Behind every employee at work is someone, likely lots of someones, who love them.
I was talking with a colleague the other day about a time when fired someone who cleary was underperforming in his job. The employee said to him “But what will I tell my wife and kids?”. Reminded me of a very personal time in my career.
It was fall of 2009, my kids were 13 and almost 15 and I was continuing a tumultuous 2-year run at GMAC. The mortgage meltdown started in Spring 2007, hitting the company hard, and the stock market collapse further pounded the financial services industry. During that 2-year span, I saw my marketing team and marketing budget go from 20+ and $10 million+ to 0 and 0. There was a new administration in place and I knew my long tenure of success meant nothing to them as they tried to keep the ship afloat.

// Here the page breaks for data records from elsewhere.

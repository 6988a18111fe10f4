//! Watcher - an (expression, callback) pair re-run on notification.
//!
//! A watcher is created per dynamic binding point by the directive handlers.
//! Constructing one evaluates its dot-path expression once with the watcher
//! on the tracking stack, which subscribes it to every reactive slot the
//! traversal touches. From then on, any of those slots changing re-evaluates
//! the expression and, when the result differs from the cached value, runs
//! the callback with the new value.
//!
//! Watchers are owned by whoever created them (conceptually, by the document
//! node they update); deps hold weak references only.

use std::cell::RefCell;
use std::rc::Rc;

use crate::compile::path::get_path;
use crate::error::BindError;
use crate::value::Value;

use super::context;
use super::observe::ReactiveMap;

/// Callback invoked with the freshly evaluated value on every real change.
pub type WatchCallback = Box<dyn Fn(&Value) -> Result<(), BindError>>;

pub struct Watcher {
    data: ReactiveMap,
    expr: String,
    callback: WatchCallback,
    last: RefCell<Value>,
}

impl Watcher {
    /// Create a watcher and run its initial tracked evaluation.
    ///
    /// Fails if any segment of `expr` is missing from the data graph; the
    /// partially registered subscriptions die with the returned error since
    /// deps never keep a watcher alive.
    pub fn spawn<F>(data: &ReactiveMap, expr: &str, callback: F) -> Result<Rc<Self>, BindError>
    where
        F: Fn(&Value) -> Result<(), BindError> + 'static,
    {
        let watcher = Rc::new(Self {
            data: data.clone(),
            expr: expr.to_string(),
            callback: Box::new(callback),
            last: RefCell::new(Value::Null),
        });
        let initial = watcher.tracked_eval()?;
        *watcher.last.borrow_mut() = initial;
        Ok(watcher)
    }

    /// Evaluate the expression with this watcher on the tracking stack.
    /// The pop is unconditional - it runs on evaluation failure too.
    fn tracked_eval(self: &Rc<Self>) -> Result<Value, BindError> {
        context::push_watcher(self);
        let result = get_path(&self.expr, &self.data);
        context::pop_watcher();
        result
    }

    /// Re-evaluate and diff against the cached value.
    ///
    /// Runs the callback only when the result actually changed, then caches
    /// the new value. The re-evaluation is untracked: subscriptions were
    /// established at construction and are not extended here.
    pub fn update(&self) -> Result<(), BindError> {
        let new = get_path(&self.expr, &self.data)?;
        let changed = new != *self.last.borrow();
        if changed {
            (self.callback)(&new)?;
            *self.last.borrow_mut() = new;
        }
        Ok(())
    }

    /// The watched dot-path expression.
    pub fn expr(&self) -> &str {
        &self.expr
    }
}

#[cfg(test)]
mod tests {
    use super::*;
    use crate::reactive::context::stack_depth;
    use std::cell::Cell;

    #[test]
    fn test_spawn_caches_initial_value() {
        let data = ReactiveMap::observe([("n", Value::from(7))]);
        let watcher = Watcher::spawn(&data, "n", |_| Ok(())).unwrap();

        assert_eq!(*watcher.last.borrow(), Value::from(7));
        assert_eq!(watcher.expr(), "n");
    }

    #[test]
    fn test_update_fires_once_per_change() {
        let data = ReactiveMap::observe([("n", Value::from(0))]);
        let count = Rc::new(Cell::new(0));

        let count_in_cb = Rc::clone(&count);
        let _watcher = Watcher::spawn(&data, "n", move |_| {
            count_in_cb.set(count_in_cb.get() + 1);
            Ok(())
        })
        .unwrap();

        data.set("n", Value::from(1)).unwrap();
        data.set("n", Value::from(1)).unwrap(); // same value, no callback
        data.set("n", Value::from(2)).unwrap();
        assert_eq!(count.get(), 2);
    }

    #[test]
    fn test_nested_path_subscribes_every_segment() {
        let data = ReactiveMap::observe([("user", Value::map([("name", Value::from("ada"))]))]);
        let seen = Rc::new(RefCell::new(String::new()));

        let seen_in_cb = Rc::clone(&seen);
        let _watcher = Watcher::spawn(&data, "user.name", move |new| {
            *seen_in_cb.borrow_mut() = new.to_string();
            Ok(())
        })
        .unwrap();

        let user = data.get("user").unwrap();
        user.as_map().unwrap().set("name", Value::from("lin")).unwrap();
        assert_eq!(*seen.borrow(), "lin");
    }

    #[test]
    fn test_failed_spawn_leaves_stack_balanced() {
        let data = ReactiveMap::observe([("a", Value::from(1))]);

        let result = Watcher::spawn(&data, "a.missing.deep", |_| Ok(()));
        assert!(result.is_err());
        assert_eq!(stack_depth(), 0);
    }

    #[test]
    fn test_missing_segment_aborts_update() {
        let data = ReactiveMap::observe([("a", Value::map([("b", Value::from(1))]))]);

        let fired = Rc::new(Cell::new(0));
        let fired_in_cb = Rc::clone(&fired);
        let _watcher = Watcher::spawn(&data, "a.b", move |_| {
            fired_in_cb.set(fired_in_cb.get() + 1);
            Ok(())
        })
        .unwrap();

        // Replace `a` with a map lacking `b`: the notification for `a`
        // re-evaluates `a.b`, which now fails and propagates to the writer.
        let result = data.set("a", Value::map([("c", Value::from(2))]));
        assert!(matches!(result, Err(BindError::PathSegment { .. })));
        assert_eq!(fired.get(), 0);
    }
}
//! Directive recognition - attribute names to directive kinds.
//!
//! The recognized directive set is closed and small, so dispatch is a match
//! over a tagged enum rather than any dynamic lookup. A directive attribute
//! is `v-<name>` or compound `v-<name>:<arg>`; the part after the colon is
//! the *secondary argument*, whose meaning is directive-specific: the event
//! name for `on`, the target attribute name for `bind`.

/// Prefix of directive attributes (`v-text`, `v-on:click`, ...). Stripped
/// from the rendered output.
pub const DIRECTIVE_PREFIX: &str = "v-";

/// Prefix of the event shorthand (`@click`). Unlike `v-` attributes, the
/// shorthand is left in place in the rendered output.
pub const EVENT_SHORTHAND_PREFIX: &str = "@";

/// The closed set of recognized directives.
#[derive(Clone, Copy, Debug, PartialEq, Eq)]
pub enum DirectiveKind {
    /// `v-text` / interpolation spans: data → text content.
    Text,
    /// `v-html`: data → raw markup content.
    Html,
    /// `v-model`: two-way control binding.
    Model,
    /// `v-on:<event>` / `@<event>`: event → method.
    On,
    /// `v-bind:<attr>`: one-shot data → attribute snapshot.
    Bind,
}

impl DirectiveKind {
    /// Look up a directive name. Unknown names yield `None` and are
    /// silently skipped by the compiler.
    pub fn from_name(name: &str) -> Option<Self> {
        match name {
            "text" => Some(Self::Text),
            "html" => Some(Self::Html),
            "model" => Some(Self::Model),
            "on" => Some(Self::On),
            "bind" => Some(Self::Bind),
            _ => None,
        }
    }
}

/// A parsed directive attribute, consumed immediately by its handler.
#[derive(Debug)]
pub struct Directive<'a> {
    pub kind: DirectiveKind,
    /// The attribute's value: a dot-path expression (or method name for `on`).
    pub expr: &'a str,
    /// The part after `:` in a compound attribute name, if any.
    pub secondary: Option<&'a str>,
}

/// Parse a `v-` attribute name plus its value into a directive.
///
/// Returns `None` for unrecognized directive names; the attribute is still
/// stripped by the compiler in that case.
pub fn parse_directive<'a>(attr_name: &'a str, attr_value: &'a str) -> Option<Directive<'a>> {
    let rest = attr_name.strip_prefix(DIRECTIVE_PREFIX)?;
    let (name, secondary) = match rest.split_once(':') {
        Some((name, arg)) => (name, Some(arg)),
        None => (rest, None),
    };
    Some(Directive {
        kind: DirectiveKind::from_name(name)?,
        expr: attr_value,
        secondary,
    })
}
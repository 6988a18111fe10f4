//! Binding errors.
//!
//! Everything that can go wrong while compiling a template or propagating a
//! change surfaces as a [`BindError`]. Failures are not recovered from: a
//! failed update is simply abandoned and the document keeps its prior state.

use thiserror::Error;

/// Error raised during compilation, path resolution, or change propagation.
#[derive(Debug, Error)]
pub enum BindError {
    /// A dot-path read or write hit a segment that does not exist.
    #[error("missing segment `{segment}` while resolving path `{path}`")]
    PathSegment { path: String, segment: String },

    /// A dot-path tried to descend through a scalar value.
    #[error("cannot descend into non-object value at segment `{segment}` of path `{path}`")]
    NotAnObject { path: String, segment: String },

    /// A write targeted a key outside the map's reactive snapshot.
    #[error("key `{key}` is not part of the observed snapshot")]
    UnknownKey { key: String },

    /// An event directive referenced a method absent from the methods table.
    /// A template naming a non-existent handler is a programmer error, so
    /// this fails compilation instead of silently skipping the listener.
    #[error("unknown method `{name}` referenced by event directive")]
    UnknownMethod { name: String },

    /// `v-on` was written without its `:<event>` argument.
    #[error("event directive requires an event argument (`v-on:<event>`)")]
    MissingEventArgument,

    /// `v-bind` was written without its `:<attribute>` argument.
    #[error("attribute directive requires an attribute argument (`v-bind:<attr>`)")]
    MissingAttributeArgument,
}
//! ViewModel - the bound triple of data root, container, and methods.
//!
//! Construction observes nothing by itself (maps are observed when built)
//! and compiles the container's subtree if one was supplied. Without a
//! container the ViewModel stays inert: no compilation, no error. There is
//! no teardown API; the ViewModel lives as long as its owner keeps it.
//!
//! # Example
//!
//! ```ignore
//! use vinebind::{Node, ReactiveMap, Value, ViewModel, ViewModelOptions};
//!
//! let container = Node::element("div");
//! // ... build template nodes under `container` ...
//!
//! let vm = ViewModel::new(ViewModelOptions {
//!     container: Some(container),
//!     data: ReactiveMap::observe([("count", Value::from(0))]),
//!     methods: ViewModel::methods([(
//!         "increment",
//!         ViewModel::method_fn(|vm, _event| {
//!             let Value::Int(n) = vinebind::get_path("count", vm.data())? else {
//!                 return Ok(());
//!             };
//!             vinebind::set_path("count", vm.data(), Value::from(n + 1))
//!         }),
//!     )]),
//! })?;
//! ```

use std::cell::RefCell;
use std::collections::HashMap;
use std::rc::Rc;

use crate::compile::compile;
use crate::dom::{Event, Node};
use crate::error::BindError;
use crate::reactive::{ReactiveMap, Watcher};

/// A method from the methods table. Invocation receives the ViewModel as
/// its receiver plus the triggering event.
pub type Method = Rc<dyn Fn(&ViewModel, &Event) -> Result<(), BindError>>;

/// Construction input for [`ViewModel::new`].
pub struct ViewModelOptions {
    /// Target container. `None` skips compilation entirely.
    pub container: Option<Node>,
    /// The reactive data root.
    pub data: ReactiveMap,
    /// Name → method table consulted by event directives.
    pub methods: HashMap<String, Method>,
}

pub struct ViewModel {
    data: ReactiveMap,
    container: Option<Node>,
    methods: HashMap<String, Method>,
    // Watchers created during compilation. Deps hold weak references, so
    // the ViewModel anchors the bindings' lifetime.
    bindings: RefCell<Vec<Rc<Watcher>>>,
}

impl ViewModel {
    /// Build the ViewModel and, when a container is present, compile its
    /// subtree. Compilation errors (unknown method, missing path segment)
    /// propagate out of construction.
    pub fn new(options: ViewModelOptions) -> Result<Rc<Self>, BindError> {
        let vm = Rc::new(Self {
            data: options.data,
            container: options.container,
            methods: options.methods,
            bindings: RefCell::new(Vec::new()),
        });
        if let Some(container) = vm.container.clone() {
            compile(&container, &vm)?;
        }
        Ok(vm)
    }

    /// The reactive data root.
    pub fn data(&self) -> &ReactiveMap {
        &self.data
    }

    /// The bound container, if any.
    pub fn container(&self) -> Option<&Node> {
        self.container.as_ref()
    }

    /// Look up a method by name.
    pub fn method(&self, name: &str) -> Option<Method> {
        self.methods.get(name).cloned()
    }

    /// Keep a watcher alive for the lifetime of this ViewModel. Called by
    /// the directive handlers for every live binding they create.
    pub fn retain_binding(&self, watcher: Rc<Watcher>) {
        self.bindings.borrow_mut().push(watcher);
    }

    /// Number of live bindings created by compilation.
    pub fn binding_count(&self) -> usize {
        self.bindings.borrow().len()
    }

    /// Wrap a closure as a [`Method`].
    pub fn method_fn<F>(f: F) -> Method
    where
        F: Fn(&ViewModel, &Event) -> Result<(), BindError> + 'static,
    {
        Rc::new(f)
    }

    /// Build a methods table from (name, method) pairs.
    pub fn methods<K, I>(entries: I) -> HashMap<String, Method>
    where
        K: Into<String>,
        I: IntoIterator<Item = (K, Method)>,
    {
        entries
            .into_iter()
            .map(|(name, method)| (name.into(), method))
            .collect()
    }
}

In the summer of 2009, I was being recruited to be the top marketing executive at another firm. Talks progressed into early fall and I knew the job was mine. On the day of my final interview with that firm, I lost my job at GMAC. The company was hemorrhaging money, and I knew my layoff was coming…it was only a matter of time. But, despite knowing I had the other job secured and I was fully-prepared to leave GMAC, the layoff hurt. Someone made the decision that I was no longer good enough to work there, that I was of no value to them, that my years of sacrifice and success meant nothing.
I had that other job in the bag but I still drove home that afternoon from GMAC scared, worried, sad, sick to my stomach. I felt like a failure. I felt like I left my wife and kids down. I felt like I put their future in jeopardy. When I got home it was mid-afternoon and the kids were already home from school. I gave them a weak smile and a hello, walked into the kitchen and told my wife what happened and just hugged her. I did my best to fight back a tear.
I was in a fog for the rest of the day, clearly distant and not very present for my family. I went to bed early that night. The next day, my wife said to me that my daughter Emma asked her “Mom, did Dad get fired?”. And, though my job performance didn’t warrant it, I was fired. I was judged not good enough to work at GMAC anymore, and that hurt.
The next few days and weeks got better and better as I started that new job just a few weeks later and that started the greatest stretch of my career.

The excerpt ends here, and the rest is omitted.